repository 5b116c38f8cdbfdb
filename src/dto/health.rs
use serde::Serialize;
use utoipa::ToSchema;

/// Simple health response returned by the `/healthcheck` route.
#[derive(Debug, Serialize, ToSchema)]
pub struct HealthResponse {
    /// Health status ("ok" or "degraded").
    pub status: String,
}

impl HealthResponse {
    /// Create a health response indicating the system is operational.
    pub fn ok() -> Self {
        Self {
            status: "ok".to_string(),
        }
    }

    /// Create a health response indicating the system is in degraded mode.
    pub fn degraded() -> Self {
        Self {
            status: "degraded".to_string(),
        }
    }
}
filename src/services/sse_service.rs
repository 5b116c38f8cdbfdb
use std::{convert::Infallible, time::Duration};

use axum::response::sse::{Event, KeepAlive, Sse};
use futures::{Stream, StreamExt};
use tokio::{
    sync::broadcast::{self, error::RecvError},
    time::{self, Instant, MissedTickBehavior},
};
use tracing::{debug, info, warn};
use uuid::Uuid;

use crate::{
    dto::sse::ServerEvent,
    error::ServiceError,
    services::{
        flow_service,
        sse_events::{
            EVENT_MODERATE_VIEW, EVENT_PARTICIPANT_VIEW, EVENT_SESSION_MISSING, named_event,
        },
    },
    state::SharedState,
};

const KEEP_ALIVE_INTERVAL: Duration = Duration::from_secs(15);

/// Open the moderator dashboard stream of a visitor.
pub fn moderate_stream(
    state: SharedState,
    visitor_id: Uuid,
) -> Result<Sse<impl Stream<Item = Result<Event, Infallible>>>, ServiceError> {
    if !state.has_visitor(visitor_id) {
        return Err(ServiceError::Unauthorized(format!(
            "unknown visitor `{visitor_id}`"
        )));
    }
    info!(%visitor_id, "New moderate SSE connection");
    Ok(to_sse_stream(moderate_updates(state, visitor_id)))
}

/// Open the participant stream of the session with `pin`.
pub async fn participant_stream(
    state: SharedState,
    pin: String,
) -> Result<Sse<impl Stream<Item = Result<Event, Infallible>>>, ServiceError> {
    let updates = participant_updates(state, pin).await?;
    Ok(to_sse_stream(updates))
}

/// Dashboard events: one on connect, one per recorded response of the held session and one
/// per auto-refresh tick while auto-refresh is on. Ends when the visitor is gone.
pub fn moderate_updates(state: SharedState, visitor_id: Uuid) -> impl Stream<Item = ServerEvent> {
    async_stream::stream! {
        let period = state.config().auto_refresh_interval();
        let mut ticker = time::interval_at(Instant::now() + period, period);
        ticker.set_missed_tick_behavior(MissedTickBehavior::Delay);

        let mut watched: Option<Uuid> = None;
        let mut receiver: Option<broadcast::Receiver<ServerEvent>> = None;
        let mut render = true;

        loop {
            let Ok(visitor) = state.visitor(visitor_id) else {
                break;
            };
            let held = visitor.moderated().map(|session| session.session_id);
            if held != watched {
                receiver = held.map(|session_id| state.live().subscribe(session_id));
                if let Some(previous) = watched {
                    state.live().release(previous);
                }
                watched = held;
            }

            if render {
                match flow_service::moderate_view(&state, visitor_id).await {
                    Ok(view) => {
                        if let Some(event) = named_event(EVENT_MODERATE_VIEW, &view) {
                            yield event;
                        }
                    }
                    Err(ServiceError::NotFound(_)) => break,
                    Err(err) => warn!(%visitor_id, error = %err, "failed to render moderate view"),
                }
            }

            render = tokio::select! {
                _ = ticker.tick() => state
                    .visitor(visitor_id)
                    .map(|visitor| visitor.auto_refresh())
                    .unwrap_or(true),
                changed = next_notification(&mut receiver) => changed,
            };
        }

        info!(%visitor_id, "Moderate SSE stream ended");
    }
}

/// Participant view events of one session: one on connect and one per recorded response.
pub async fn participant_updates(
    state: SharedState,
    pin: String,
) -> Result<impl Stream<Item = ServerEvent>, ServiceError> {
    let initial = flow_service::public_session(&state, &pin).await?;
    let mut receiver = state.live().subscribe(initial.session_id);
    info!(%pin, session_id = %initial.session_id, "New participant SSE connection");

    Ok(async_stream::stream! {
        if let Some(event) = named_event(EVENT_PARTICIPANT_VIEW, &initial) {
            yield event;
        }

        loop {
            match receiver.recv().await {
                Ok(_) => {}
                Err(RecvError::Lagged(skipped)) => debug!(skipped, "participant stream lagged"),
                Err(RecvError::Closed) => break,
            }

            match flow_service::participant_session(&state, &pin).await {
                Ok(Some(view)) => {
                    if let Some(event) = named_event(EVENT_PARTICIPANT_VIEW, &view) {
                        yield event;
                    }
                }
                Ok(None) => {
                    yield ServerEvent::new(Some(EVENT_SESSION_MISSING.into()), pin.clone());
                    break;
                }
                Err(err) => warn!(%pin, error = %err, "failed to render participant view"),
            }
        }

        info!(%pin, "Participant SSE stream ended");
    })
}

/// Wait for the next change notification. Without a receiver this never resolves.
async fn next_notification(receiver: &mut Option<broadcast::Receiver<ServerEvent>>) -> bool {
    let Some(rx) = receiver.as_mut() else {
        return futures::future::pending().await;
    };

    match rx.recv().await {
        Ok(_) => true,
        Err(RecvError::Lagged(skipped)) => {
            debug!(skipped, "moderate stream lagged");
            true
        }
        Err(RecvError::Closed) => {
            *receiver = None;
            false
        }
    }
}

/// Wrap a stream of server events into an SSE response with keep-alive comments.
fn to_sse_stream(
    updates: impl Stream<Item = ServerEvent> + Send + 'static,
) -> Sse<impl Stream<Item = Result<Event, Infallible>>> {
    let stream = updates.map(|payload| {
        let mut event = Event::default().data(payload.data);
        if let Some(name) = payload.event {
            event = event.event(name);
        }
        Ok(event)
    });

    Sse::new(stream).keep_alive(
        KeepAlive::new()
            .interval(KEEP_ALIVE_INTERVAL)
            .text("keep-alive"),
    )
}

#[cfg(all(test, feature = "sqlite-store"))]
mod tests {
    use std::pin::pin;

    use super::*;
    use crate::{
        config::AppConfig,
        services::{
            response_service::add_response,
            session_service::create_session,
            test_support::{TEST_PASSWORD, test_state, test_state_with},
        },
    };

    const WAIT: Duration = Duration::from_secs(2);

    #[tokio::test]
    async fn participant_stream_follows_new_responses() {
        let state = test_state();
        let session = create_session(&state, "Favorite color?").await.unwrap();
        let mut updates = pin!(
            participant_updates(state.clone(), session.pin.clone())
                .await
                .unwrap()
        );

        let first = updates.next().await.unwrap();
        assert_eq!(first.event.as_deref(), Some(EVENT_PARTICIPANT_VIEW));
        assert!(first.data.contains("\"participant_count\":0"));

        add_response(&state, session.id, "Red").await.unwrap();
        let second = time::timeout(WAIT, updates.next()).await.unwrap().unwrap();
        assert!(second.data.contains("\"participant_count\":1"));
    }

    #[tokio::test]
    async fn participant_stream_requires_a_known_pin() {
        let state = test_state();
        let result = participant_updates(state, "123456".into()).await;
        assert!(matches!(result, Err(ServiceError::NotFound(_))));
    }

    #[tokio::test]
    async fn moderate_stream_pushes_on_new_responses() {
        let state = test_state();
        let visit = flow_service::open_visit(&state, None).await.unwrap();
        let id = visit.visitor_id;
        flow_service::login(&state, id, TEST_PASSWORD).await.unwrap();
        flow_service::create_session(&state, id, "Favorite color?")
            .await
            .unwrap();
        let session_id = state.visitor(id).unwrap().moderated().unwrap().session_id;

        let mut updates = pin!(moderate_updates(state.clone(), id));
        let first = updates.next().await.unwrap();
        assert_eq!(first.event.as_deref(), Some(EVENT_MODERATE_VIEW));
        assert!(first.data.contains("\"total\":0"));

        add_response(&state, session_id, "Red").await.unwrap();
        let second = time::timeout(WAIT, updates.next()).await.unwrap().unwrap();
        assert!(second.data.contains("\"total\":1"));
        assert!(second.data.contains("Red (1x)"));
    }

    #[tokio::test]
    async fn auto_refresh_ticks_rerender_until_disabled() {
        let period = Duration::from_millis(50);
        let state = test_state_with(AppConfig::default().with_auto_refresh_interval(period));
        let id = flow_service::open_visit(&state, None)
            .await
            .unwrap()
            .visitor_id;
        flow_service::login(&state, id, TEST_PASSWORD).await.unwrap();
        flow_service::create_session(&state, id, "Favorite color?")
            .await
            .unwrap();

        let mut updates = pin!(moderate_updates(state.clone(), id));
        let first = updates.next().await.unwrap();
        assert_eq!(first.event.as_deref(), Some(EVENT_MODERATE_VIEW));

        let ticked = time::timeout(WAIT, updates.next()).await.unwrap().unwrap();
        assert_eq!(ticked.event.as_deref(), Some(EVENT_MODERATE_VIEW));
        assert!(ticked.data.contains("\"total\":0"));

        flow_service::set_auto_refresh(&state, id, false)
            .await
            .unwrap();
        assert!(time::timeout(period * 5, updates.next()).await.is_err());
    }

    #[tokio::test]
    async fn moderate_stream_prompts_signed_out_visitors() {
        let state = test_state();
        let id = flow_service::open_visit(&state, None)
            .await
            .unwrap()
            .visitor_id;

        let mut updates = pin!(moderate_updates(state, id));
        let first = updates.next().await.unwrap();
        assert!(first.data.contains("\"view\":\"auth_required\""));
    }

    #[tokio::test]
    async fn unknown_visitor_cannot_open_a_moderate_stream() {
        let state = test_state();
        assert!(matches!(
            moderate_stream(state, Uuid::new_v4()),
            Err(ServiceError::Unauthorized(_))
        ));
    }
}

################

**What to work on**
Write out exactly the lines that fall from the line with "watched = held;" to the line with "-> Result<impl Stream<Item" in the records above, keeping both ends.

**Result for this exercise**
                watched = held;
            }

            if render {
                match flow_service::moderate_view(&state, visitor_id).await {
                    Ok(view) => {
                        if let Some(event) = named_event(EVENT_MODERATE_VIEW, &view) {
                            yield event;
                        }
                    }
                    Err(ServiceError::NotFound(_)) => break,
                    Err(err) => warn!(%visitor_id, error = %err, "failed to render moderate view"),
                }
            }

            render = tokio::select! {
                _ = ticker.tick() => state
                    .visitor(visitor_id)
                    .map(|visitor| visitor.auto_refresh())
                    .unwrap_or(true),
                changed = next_notification(&mut receiver) => changed,
            };
        }

        info!(%visitor_id, "Moderate SSE stream ended");
    }
}

/// Participant view events of one session: one on connect and one per recorded response.
pub async fn participant_updates(
    state: SharedState,
    pin: String,
) -> Result<impl Stream<Item = ServerEvent>, ServiceError> {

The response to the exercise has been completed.